We can develop the logistic regression model using the latent variable approach:

\begin{equation} y = \begin{cases} 1, & \mathrm{if}\ X\beta + \epsilon > 0\\ 0, & \mathrm{otherwise} \end{cases} \end{equation}

where $\epsilon \sim \mathcal{L}(0,1)$. This development is equivalent to the generalized linear model formulation which makes no mention of logistic errors:

\begin{align} \begin{split} P(y = 1 \mid X) &{}= P(X\beta + \epsilon > 0 \mid X) = P(\epsilon > -X\beta \mid X) \\ &{}= P(\epsilon < X\beta \mid X) \quad \epsilon \text{ is symmetric about about zero}\\ &{}= \frac{1}{1+e^{-X\beta}} \quad \text{equivalent to GLM formulation} \end{split} \end{align}

My question is how can one obtain unbiased estimates of $\beta$ when the error is heteroskedastic, $\epsilon_i \sim \mathcal{L}(0,\sigma_i)$? I report a simple simulation to demonstrate the problem. The data generation process for the logistic regression model under heteroskedasticity was:

\begin{equation} y = \begin{cases} 1, & \mathrm{if}\ x + \epsilon > 0\\ 0, & \mathrm{otherwise} \end{cases} \quad \text{where }x\sim\mathcal{N}(0, 1)\text{ and }\epsilon\sim\mathcal{L}(0,\lvert x\rvert) \end{equation}

R syntax:

set.seed(12345)
res <- t(replicate(10000, { # 10,000 replications
  dat <- data.frame(x = rnorm(500))
  # Use Bernoulli RNG to determine homoskedasticity or heteroskedasticity
  flip <- rbinom(1, 1, .5)
  # Assign logistic error to data frame
  ifelse(flip == 0, dat$error <- rlogis(nrow(dat)),
         dat$error <- rlogis(nrow(dat), scale = abs(dat$x)))
  # Create binary outcome
  dat$y <- (rowSums(dat) > 0) + 0
  # Return coin flip and logistic regression coefficient
  c(flip, unname(coef(glm(y ~ x, binomial, dat))["x"]))
}))
# Summarize the results
par(mfrow = c(1, 2))
hist(res[res[, 1] == 0, 2], main = paste(
  "homosked, mean:", round(mean(res[res[, 1] == 0, 2]), 3)))
abline(v = mean(res[res[, 1] == 0, 2]))
hist(res[res[, 1] == 1, 2], main = paste(
  "heterosked, mean:", round(mean(res[res[, 1] == 1, 2]), 3)))
abline(v = mean(res[res[, 1] == 1, 2]))
par(mfrow = c(1, 1))

As is evident from the plot above, when the logistic error is heteroskedastic, the coefficient estimated using ML is biased downwards. Does anyone know an approach for unbiased estimation of the model coefficients under this form of heteroskedasticity? Not the specific process here, but under heteroskedastic logistic errors.

Answer 1

The model you are describing is known in econometrics as the heteroscedastic logit model and if you specify the regression relationship for the latent scale parameter, you can estimate it by maximum likelihood. Of course, this does not have to be unbiased but it will be consistent and asymptotically normal provided that you have specified everything correctly.

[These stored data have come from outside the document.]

//! Whole-session scenarios driven the way the browser bridge drives the game.

use glam::Vec2;
use tiltsketch::sketch::{TAG_BALL, TAG_SEGMENT};
use tiltsketch::{
    event_kind, DeviceClass, DeviceProfile, EngineContext, Game, GravitySource, InputEvent,
    InputQueue, OrientationCapability, OrientationSample, PermissionEvent, PermissionResponse,
    PermissionState, PlatformRequest, RenderContext, ScreenRotation, SketchGame, VectorState,
};

struct Session {
    game: SketchGame,
    ctx: EngineContext,
    input: InputQueue,
    vectors: VectorState,
}

impl Session {
    fn start(class: DeviceClass, capability: OrientationCapability) -> (Self, Option<PlatformRequest>) {
        let game = SketchGame::new();
        let profile = DeviceProfile {
            class,
            rotation: ScreenRotation::Rot0,
            capability,
        };
        let mut ctx = EngineContext::new(&game.config(), &profile);
        let request = ctx.start_permission(capability);
        let mut session = Self {
            game,
            ctx,
            input: InputQueue::new(),
            vectors: VectorState::new(),
        };
        session.game.init(&mut session.ctx);
        (session, request)
    }

    fn tick(&mut self) {
        self.ctx.clear_frame_data();
        self.game.update(&mut self.ctx, &self.input);
        self.input.drain();
        self.vectors.clear();
        let mut render = RenderContext {
            vectors: &mut self.vectors,
            scene: &self.ctx.scene,
            physics: &self.ctx.physics,
        };
        self.game.render(&mut render);
    }

    fn draw(&mut self, points: &[(f32, f32)]) {
        let (first, rest) = points.split_first().expect("non-empty stroke");
        self.input.push(InputEvent::PointerDown { x: first.0, y: first.1 });
        for &(x, y) in rest {
            self.input.push(InputEvent::PointerMove { x, y });
        }
        self.input.push(InputEvent::PointerUp { x: 0.0, y: 0.0 });
    }

    fn ball_velocity(&self) -> Vec2 {
        self.ctx.velocity(self.game.ball().expect("ball spawned"))
    }

    fn ball_pos(&self) -> Vec2 {
        self.ctx.scene.find_by_tag(TAG_BALL).expect("ball spawned").pos
    }
}

#[test]
fn denied_permission_keeps_fallback_gravity() {
    let (mut s, request) = Session::start(DeviceClass::Phone, OrientationCapability::ConsentGated);
    assert_eq!(request, None);

    assert_eq!(
        s.ctx.negotiate(PermissionEvent::UserGesture),
        Some(PlatformRequest::RequestPermission)
    );
    assert_eq!(
        s.ctx.negotiate(PermissionEvent::ApiResult(PermissionResponse::Denied)),
        None
    );
    assert_eq!(s.ctx.permission.state(), PermissionState::Denied);
    assert!(!s.ctx.permission.listener_requested());

    for _ in 0..120 {
        s.tick();
        assert_eq!(s.ctx.gravity.vector(), Vec2::new(0.0, 0.5));
        assert_eq!(s.ctx.gravity.source(), GravitySource::StaticFallback);
    }
    // A later tap never re-prompts.
    assert_eq!(s.ctx.negotiate(PermissionEvent::UserGesture), None);
}

#[test]
fn permission_changes_are_reported_as_events() {
    let (mut s, _) = Session::start(DeviceClass::Tablet, OrientationCapability::ConsentGated);
    s.ctx.negotiate(PermissionEvent::UserGesture);
    s.tick();
    let reported: Vec<f32> = s
        .ctx
        .events
        .iter()
        .filter(|e| e.kind == event_kind::PERMISSION_STATE)
        .map(|e| e.a)
        .collect();
    assert_eq!(reported, vec![PermissionState::Requesting.code()]);

    s.tick();
    assert!(s.ctx.events.is_empty());
}

#[test]
fn three_point_stroke_creates_two_bodies() {
    let (mut s, _) = Session::start(DeviceClass::Other, OrientationCapability::Unsupported);
    let bodies_before = s.ctx.physics.body_count();

    s.draw(&[(0.0, 0.0), (0.0, 10.0), (10.0, 10.0)]);
    s.tick();

    assert_eq!(s.ctx.physics.body_count(), bodies_before + 2);
    assert_eq!(s.ctx.scene.count_tag(TAG_SEGMENT), 2);
    assert_eq!(s.game.strokes().len(), 1);
}

#[test]
fn ball_bounces_off_drawn_line() {
    let (mut s, _) = Session::start(DeviceClass::Other, OrientationCapability::Unsupported);
    // Ball starts at (400, 300); a flat line 100 px below it.
    s.draw(&[(250.0, 400.0), (400.0, 400.0), (550.0, 400.0)]);

    let mut fell = false;
    let mut bounced = false;
    for _ in 0..180 {
        s.tick();
        let vy = s.ball_velocity().y;
        if vy > 100.0 {
            fell = true;
        }
        if fell && vy < -100.0 {
            bounced = true;
            break;
        }
    }
    assert!(fell, "ball never fell");
    assert!(bounced, "ball never bounced: {:?}", s.ball_pos());
    assert!(s.ball_pos().y < 400.0);
}

#[test]
fn tilt_latches_and_survives_null_samples() {
    let (mut s, request) = Session::start(DeviceClass::Phone, OrientationCapability::Open);
    assert_eq!(request, Some(PlatformRequest::AttachOrientationListener));

    s.tick();
    assert_eq!(s.ctx.gravity.vector(), Vec2::new(0.0, 0.5));

    // Tilted hard to the left, screen flat.
    assert!(s.ctx.orientation_sample(&OrientationSample::tilt(0.0, -90.0)));
    for _ in 0..5 {
        s.ctx.orientation_sample(&OrientationSample::default());
        s.tick();
    }
    assert_eq!(s.ctx.gravity.vector(), Vec2::new(-1.0, 0.0));
    assert_eq!(s.ctx.physics.gravity(), Vec2::new(-1000.0, 0.0));
    assert!(s.ball_velocity().x < 0.0);
}

#[test]
fn redraw_covers_strokes_in_progress() {
    let (mut s, _) = Session::start(DeviceClass::Other, OrientationCapability::Unsupported);
    s.tick();
    let ball_only = s.vectors.vertex_count();

    s.input.push(InputEvent::PointerDown { x: 20.0, y: 20.0 });
    s.input.push(InputEvent::PointerMove { x: 120.0, y: 60.0 });
    s.tick();
    assert!(s.game.active_stroke().is_some());
    assert!(s.vectors.vertex_count() > ball_only);
    assert_eq!(s.ctx.scene.count_tag(TAG_SEGMENT), 0);
}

If you look at the literature, I suggest that you look for heteroscedastic probit rather than logit because there seems to be more material on the Gaussian case. However, clearly the same principles apply to logit. A simple package in R that allows to estimate these models is glmx with function hetglm().

Having said that: A common misunderstanding about these models is, though, that they are similar to linear regression with heteroscedastic errors. However, the heteroscedasticity is only on the latent scale. On the manifest scale, the heteroscedasticity will look like nonlinearity in the mean! Specifically, in the case you designed you simply get a step function.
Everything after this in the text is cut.